An­tónio Fi­lipe acusou ainda Vítor Gaspar de levar a de­bate aquela que é a agenda po­lí­tica do Go­verno – que cor­res­ponde exac­ta­mente à agenda do me­mo­rando da troika -, ou seja a «des­truição do mo­delo de Es­tado so­cial de di­reito cons­truído em re­sul­tado da Re­vo­lução do 25 de Abril e da Cons­ti­tuição de 1976».

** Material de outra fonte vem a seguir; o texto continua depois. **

#[cfg(test)]
mod tests {
    use super::*;
    use approx::assert_abs_diff_eq;
    use proptest::prelude::*;

    fn counting() -> Vec<f64> {
        (1..=16).map(f64::from).collect()
    }

    prop_compose! {
        fn cells_strategy()(
            cells in prop::array::uniform16(prop_oneof![
                3 => Just(0.0),
                3 => Just(1.0),
                4 => -10.0..10.0,
            ])
        ) -> [f64; 16] {
            cells
        }
    }

    fn cell_strategy() -> impl Strategy<Value = Cell> {
        (0..16_usize).prop_map(|index| Cell::ALL[index])
    }

    fn expected_identity(matrix: &dyn ReadableMatrix) -> bool {
        Cell::ALL
            .into_iter()
            .all(|cell| matrix.get(cell) == cell.identity_value())
    }

    fn assert_aliases_match(matrix: &dyn ReadableMatrix) {
        assert_eq!(matrix.a().to_bits(), matrix.m11().to_bits());
        assert_eq!(matrix.b().to_bits(), matrix.m12().to_bits());
        assert_eq!(matrix.c().to_bits(), matrix.m21().to_bits());
        assert_eq!(matrix.d().to_bits(), matrix.m22().to_bits());
        assert_eq!(matrix.e().to_bits(), matrix.m41().to_bits());
        assert_eq!(matrix.f().to_bits(), matrix.m42().to_bits());
    }

    #[test]
    fn numbered_getters_read_their_cells() {
        let matrix = DomMatrixReadOnly::from_values(&counting()).unwrap();
        let getters = [
            matrix.m11(),
            matrix.m12(),
            matrix.m13(),
            matrix.m14(),
            matrix.m21(),
            matrix.m22(),
            matrix.m23(),
            matrix.m24(),
            matrix.m31(),
            matrix.m32(),
            matrix.m33(),
            matrix.m34(),
            matrix.m41(),
            matrix.m42(),
            matrix.m43(),
            matrix.m44(),
        ];
        assert_eq!(getters.to_vec(), counting());
    }

    #[test]
    fn alias_getters_read_the_affine_cells() {
        let matrix = DomMatrixReadOnly::from_values(&[1.0, 2.0, 3.0, 4.0, 5.0, 6.0]).unwrap();
        assert_eq!(
            [matrix.a(), matrix.b(), matrix.c(), matrix.d(), matrix.e(), matrix.f()],
            [1.0, 2.0, 3.0, 4.0, 5.0, 6.0]
        );
        assert_aliases_match(&matrix);
    }

    #[test]
    fn alias_setters_write_the_numbered_cells() {
        let mut matrix = DomMatrix::new();
        matrix.set_a(2.0);
        matrix.set_b(3.0);
        matrix.set_c(4.0);
        matrix.set_d(5.0);
        matrix.set_e(6.0);
        matrix.set_f(7.0);

        assert_eq!(matrix.m11(), 2.0);
        assert_eq!(matrix.m12(), 3.0);
        assert_eq!(matrix.m21(), 4.0);
        assert_eq!(matrix.m22(), 5.0);
        assert_eq!(matrix.m41(), 6.0);
        assert_eq!(matrix.m42(), 7.0);

        matrix.set_m11(1.0);
        matrix.set_m12(0.0);
        matrix.set_m21(0.0);
        matrix.set_m22(1.0);
        matrix.set_m41(0.0);
        matrix.set_m42(0.0);

        assert_eq!(matrix.a(), 1.0);
        assert_eq!(matrix.b(), 0.0);
        assert_eq!(matrix.c(), 0.0);
        assert_eq!(matrix.d(), 1.0);
        assert_eq!(matrix.e(), 0.0);
        assert_eq!(matrix.f(), 0.0);
        assert!(matrix.is_identity());
    }

    #[test]
    fn every_numbered_setter_writes_its_own_cell() {
        let mut matrix = DomMatrix::new();
        let setters: [fn(&mut DomMatrix, f64); 16] = [
            DomMatrix::set_m11,
            DomMatrix::set_m12,
            DomMatrix::set_m13,
            DomMatrix::set_m14,
            DomMatrix::set_m21,
            DomMatrix::set_m22,
            DomMatrix::set_m23,
            DomMatrix::set_m24,
            DomMatrix::set_m31,
            DomMatrix::set_m32,
            DomMatrix::set_m33,
            DomMatrix::set_m34,
            DomMatrix::set_m41,
            DomMatrix::set_m42,
            DomMatrix::set_m43,
            DomMatrix::set_m44,
        ];
        for (setter, value) in setters.into_iter().zip(counting()) {
            setter(&mut matrix, value);
        }
        assert_eq!(matrix.to_float64_array().to_vec(), counting());
    }

    #[test]
    fn assigning_coerces_loosely_typed_values_for_every_cell() {
        let mut matrix = DomMatrix::new();
        matrix.assign(Cell::A, &Scalar::from("3"));
        matrix.assign(Cell::M23, &Scalar::Bool(true));
        matrix.assign(Cell::M44, &Scalar::Null);
        matrix.assign(Cell::E, &Scalar::from("x"));

        assert_eq!(matrix.a(), 3.0);
        assert_eq!(matrix.m23(), 1.0);
        assert_eq!(matrix.m44(), 0.0);
        assert!(matrix.e().is_nan());
    }

    #[test]
    fn flipping_x_negates_first_column() {
        let matrix = DomMatrixReadOnly::from_values(&counting()).unwrap();
        let expected = DomMatrix::from_values(&[
            -1.0, -2.0, -3.0, -4.0, 5.0, 6.0, 7.0, 8.0, 9.0, 10.0, 11.0, 12.0, 13.0, 14.0, 15.0,
            16.0,
        ])
        .unwrap();
        assert_eq!(matrix.flip_x(), expected);
        assert_eq!(matrix.to_float64_array().to_vec(), counting());
    }

    #[test]
    fn flipping_y_negates_second_column() {
        let matrix = DomMatrixReadOnly::from_values(&counting()).unwrap();
        let expected = DomMatrix::from_values(&[
            1.0, 2.0, 3.0, 4.0, -5.0, -6.0, -7.0, -8.0, 9.0, 10.0, 11.0, 12.0, 13.0, 14.0, 15.0,
            16.0,
        ])
        .unwrap();
        assert_eq!(matrix.flip_y(), expected);
    }

    #[test]
    fn flipping_keeps_2d_flag_and_refreshes_identity() {
        let identity = DomMatrixReadOnly::new();
        let flipped = identity.flip_x();
        assert!(flipped.is_2d());
        assert!(!flipped.is_identity());
        assert!(flipped.flip_x().is_identity());
    }

    #[test]
    fn multiplying_counting_matrix_by_itself_gives_known_product() {
        let a = DomMatrixReadOnly::from_values(&counting()).unwrap();
        let b = DomMatrixReadOnly::from_values(&counting()).unwrap();
        let expected = DomMatrix::from_values(&[
            90.0, 100.0, 110.0, 120.0, 202.0, 228.0, 254.0, 280.0, 314.0, 356.0, 398.0, 440.0,
            426.0, 484.0, 542.0, 600.0,
        ])
        .unwrap();

        assert_eq!(a.multiply(&b), expected);
        assert_eq!(&a * &b, expected);
        assert_eq!(a.to_float64_array().to_vec(), counting());
        assert_eq!(b.to_float64_array().to_vec(), counting());
    }

    #[test]
    fn multiplying_self_mutates_and_returns_receiver() {
        let mut a = DomMatrix::from_values(&counting()).unwrap();
        let b = DomMatrix::from_values(&counting()).unwrap();
        let expected = DomMatrix::from_values(&[
            90.0, 100.0, 110.0, 120.0, 202.0, 228.0, 254.0, 280.0, 314.0, 356.0, 398.0, 440.0,
            426.0, 484.0, 542.0, 600.0,
        ])
        .unwrap();

        let receiver: *const DomMatrix = &a;
        let returned: *const DomMatrix = a.multiply_self(&b);
        assert_eq!(receiver, returned);
        assert_eq!(a, expected);
        assert_eq!(b.to_float64_array().to_vec(), counting());
    }

    #[test]
    fn multiplying_self_can_be_chained() {
        let mut translation = DomMatrix::new();
        translation.set_e(2.0);
        let mut inverse = DomMatrix::new();
        inverse.set_e(-2.0);

        let mut matrix = DomMatrix::new();
        matrix.multiply_self(&translation).multiply_self(&inverse);
        assert!(matrix.is_identity());

        matrix *= translation;
        assert_eq!(matrix.e(), 2.0);
        assert!(!matrix.is_identity());
    }

    #[test]
    fn product_of_a_matrix_and_its_inverse_is_identity() {
        let mut scale = DomMatrix::new();
        scale.set_a(2.0);
        scale.set_d(4.0);
        let mut inverse = DomMatrix::new();
        inverse.set_a(0.5);
        inverse.set_d(0.25);

        assert!(scale.multiply(&inverse).is_identity());
    }

    #[test]
    fn fallible_multiply_rejects_missing_and_non_matrix_operands() {
        let matrix = DomMatrixReadOnly::new();
        assert_eq!(matrix.try_multiply(None), Err(MatrixError::MissingOperand));
        assert_eq!(
            matrix.try_multiply(Some(&Input::from([1.0; 16]))),
            Err(MatrixError::NotAMatrix)
        );
        assert_eq!(
            matrix.try_multiply(Some(&Input::Shapeless)),
            Err(MatrixError::NotAMatrix)
        );
        assert_eq!(
            matrix.try_multiply(Some(&Input::Unsized {
                length: "3".to_string()
            })),
            Err(MatrixError::NotAMatrix)
        );

        let other = DomMatrix::from_values(&counting()).unwrap();
        assert_eq!(
            matrix
                .try_multiply(Some(&Input::from(&other)))
                .map(|product| product.to_float64_array()),
            Ok(other.to_float64_array())
        );
    }

    #[test]
    fn failed_multiply_self_leaves_receiver_unchanged() {
        let mut matrix = DomMatrix::from_values(&counting()).unwrap();
        let before = matrix;

        assert_eq!(
            matrix.try_multiply_self(None).map(|m| *m),
            Err(MatrixError::MissingOperand)
        );
        assert_eq!(
            matrix
                .try_multiply_self(Some(&Input::from(vec![2.0; 6])))
                .map(|m| *m),
            Err(MatrixError::NotAMatrix)
        );
        assert_eq!(matrix, before);
    }

    #[test]
    fn float_arrays_are_independent_copies() {
        let matrix = DomMatrix::from_values(&counting()).unwrap();

        let mut doubles = matrix.to_float64_array();
        doubles[0] = 100.0;
        let mut floats = matrix.to_float32_array();
        floats[0] = 100.0;

        assert_eq!(matrix.m11(), 1.0);
        assert_eq!(
            matrix.to_float32_array(),
            [
                1.0_f32, 2.0, 3.0, 4.0, 5.0, 6.0, 7.0, 8.0, 9.0, 10.0, 11.0, 12.0, 13.0, 14.0,
                15.0, 16.0,
            ]
        );
    }

    #[test]
    fn matrices_are_usable_through_trait_objects() {
        let read_only = DomMatrixReadOnly::from_values(&[1.0, 2.0, 3.0, 4.0, 5.0, 6.0]).unwrap();
        let mutable = DomMatrix::from_values(&counting()).unwrap();
        let matrices: [&dyn ReadableMatrix; 2] = [&read_only, &mutable];

        let strings: Vec<_> = matrices.iter().map(ToString::to_string).collect();
        assert_eq!(strings[0], "matrix(1, 2, 3, 4, 5, 6)");
        assert_eq!(
            strings[1],
            "matrix3d(1, 2, 3, 4, 5, 6, 7, 8, 9, 10, 11, 12, 13, 14, 15, 16)"
        );

        let mut boxed: Box<dyn WritableMatrix> = Box::new(DomMatrix::new());
        boxed.set(Cell::M33, 5.0);
        assert_eq!(boxed.m33(), 5.0);
        assert!(!boxed.is_identity());
    }

    #[test]
    fn approximate_equality_compares_cells() {
        let a = DomMatrixReadOnly::from_values(&[1.0, 0.0, 0.0, 1.0, 0.5, 0.0]).unwrap();
        let mut b = DomMatrix::from_matrix(&a);
        b.set_e(0.5 + 1e-12);
        assert_abs_diff_eq!(DomMatrixReadOnly::from(b), a, epsilon = 1e-9);
        approx::assert_relative_eq!(b, DomMatrix::from(a), max_relative = 1e-9);
    }

    proptest! {
        #[test]
        fn identity_flag_matches_cells_after_any_writes(
            initial in cells_strategy(),
            writes in prop::collection::vec((cell_strategy(), prop_oneof![Just(0.0), Just(1.0), -2.0..2.0]), 0..24),
        ) {
            let mut matrix = DomMatrix::from_values(&initial).unwrap();
            prop_assert_eq!(matrix.is_identity(), expected_identity(&matrix));

            for (cell, value) in writes {
                matrix.set(cell, value);
                prop_assert_eq!(matrix.is_identity(), expected_identity(&matrix));
                assert_aliases_match(&matrix);
            }
        }

        #[test]
        fn read_only_identity_flag_matches_cells(initial in cells_strategy()) {
            let matrix = DomMatrixReadOnly::from_values(&initial).unwrap();
            prop_assert_eq!(matrix.is_identity(), expected_identity(&matrix));
        }

        #[test]
        fn multiply_leaves_both_operands_unchanged(
            left in cells_strategy(),
            right in cells_strategy(),
        ) {
            let a = DomMatrix::from_values(&left).unwrap();
            let b = DomMatrixReadOnly::from_values(&right).unwrap();
            let product = a.multiply(&b);

            prop_assert_eq!(a.to_float64_array(), left);
            prop_assert_eq!(b.to_float64_array(), right);
            prop_assert_eq!(product.is_identity(), expected_identity(&product));
        }

        #[test]
        fn multiply_self_matches_multiply(
            left in cells_strategy(),
            right in cells_strategy(),
        ) {
            let mut a = DomMatrix::from_values(&left).unwrap();
            let b = DomMatrix::from_values(&right).unwrap();
            let product = a.multiply(&b);

            a.multiply_self(&b);

            prop_assert_eq!(a.to_float64_array(), product.to_float64_array());
            prop_assert_eq!(a.is_identity(), product.is_identity());
            prop_assert_eq!(b.to_float64_array(), right);
        }

        #[test]
        fn rebuilding_from_float64_array_gives_equal_matrix(initial in cells_strategy()) {
            let matrix = DomMatrixReadOnly::from_values(&initial).unwrap();
            let rebuilt = DomMatrixReadOnly::from_values(&matrix.to_float64_array()).unwrap();
            prop_assert_eq!(rebuilt, matrix);
        }
    }
}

Aquilo a que o Go­verno chama de «ajus­ta­mento da eco­nomia», cujo su­cesso se­gundo o mi­nistro é afe­rido pelas «ava­li­a­ções po­si­tivas» da troika, sig­ni­fica afinal o que os por­tu­gueses bem co­nhecem e sentem na pele, isto é «mais de­sem­prego, mais des­truição da eco­nomia na­ci­onal, menos apoio so­cial, mais po­breza, li­qui­dação de di­reitos so­ciais, ab­di­cação da so­be­rania na­ci­onal, su­ma­riou o de­pu­tado do PCP e vice-pre­si­dente do Par­la­mento.

O enigma

Re­a­gindo à afir­mação ini­cial de An­tónio José Se­guro se­gundo a qual «o Go­verno não quer mudar de po­lí­tica, mas o País quer mudar de Go­verno», Ber­nar­dino So­ares afirmou que não podia estar mais de acordo - «é ver­dade» -, mas in­quiriu: «e o PS quer só mudar de go­verno ou quer também mudar de po­lí­tica?»

Esta a questão cen­tral que con­tinua por des­lindar.